§ Exercise goal
Find all lines in the records that include the word "file", and copy them out.

====== Records for this exercise

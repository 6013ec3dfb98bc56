//! Where the config file lives, and writing the commented default.

use std::fs::OpenOptions;
use std::io::Write;
use std::path::{Path, PathBuf};

use pitchside_common::ConfigError;
use tracing::info;

use super::template::default_config_toml;

/// Environment variable that points at an explicit config file.
pub const CONFIG_PATH_ENV: &str = "PITCHSIDE_CONFIG";

/// `$PITCHSIDE_CONFIG` if set, else `<config dir>/pitchside/config.toml`.
pub fn default_config_path() -> Result<PathBuf, ConfigError> {
    if let Some(explicit) = std::env::var_os(CONFIG_PATH_ENV).filter(|v| !v.is_empty()) {
        return Ok(PathBuf::from(explicit));
    }
    dirs::config_dir()
        .map(|dir| dir.join("pitchside").join("config.toml"))
        .ok_or_else(|| ConfigError::ParseError("no platform config directory".into()))
}

/// Write the commented default config. An existing file is left untouched.
pub fn create_default_config(path: &Path) -> Result<(), ConfigError> {
    let io_error = |what: &str, e: std::io::Error| {
        ConfigError::ParseError(format!("{what} {}: {e}", path.display()))
    };

    if let Some(dir) = path.parent().filter(|d| !d.as_os_str().is_empty()) {
        std::fs::create_dir_all(dir).map_err(|e| io_error("cannot create directory for", e))?;
    }

    let mut file = match OpenOptions::new().write(true).create_new(true).open(path) {
        Ok(file) => file,
        Err(e) if e.kind() == std::io::ErrorKind::AlreadyExists => return Ok(()),
        Err(e) => return Err(io_error("cannot create", e)),
    };
    file.write_all(default_config_toml().as_bytes())
        .map_err(|e| io_error("cannot write", e))?;

    info!(path = %path.display(), "Wrote default config");
    Ok(())
}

============

§ Exercise solution
//! Where the config file lives, and writing the commented default.
/// Environment variable that points at an explicit config file.
/// Write the commented default config. An existing file is left untouched.
    let mut file = match OpenOptions::new().write(true).create_new(true).open(path) {
        Ok(file) => file,
    file.write_all(default_config_toml().as_bytes())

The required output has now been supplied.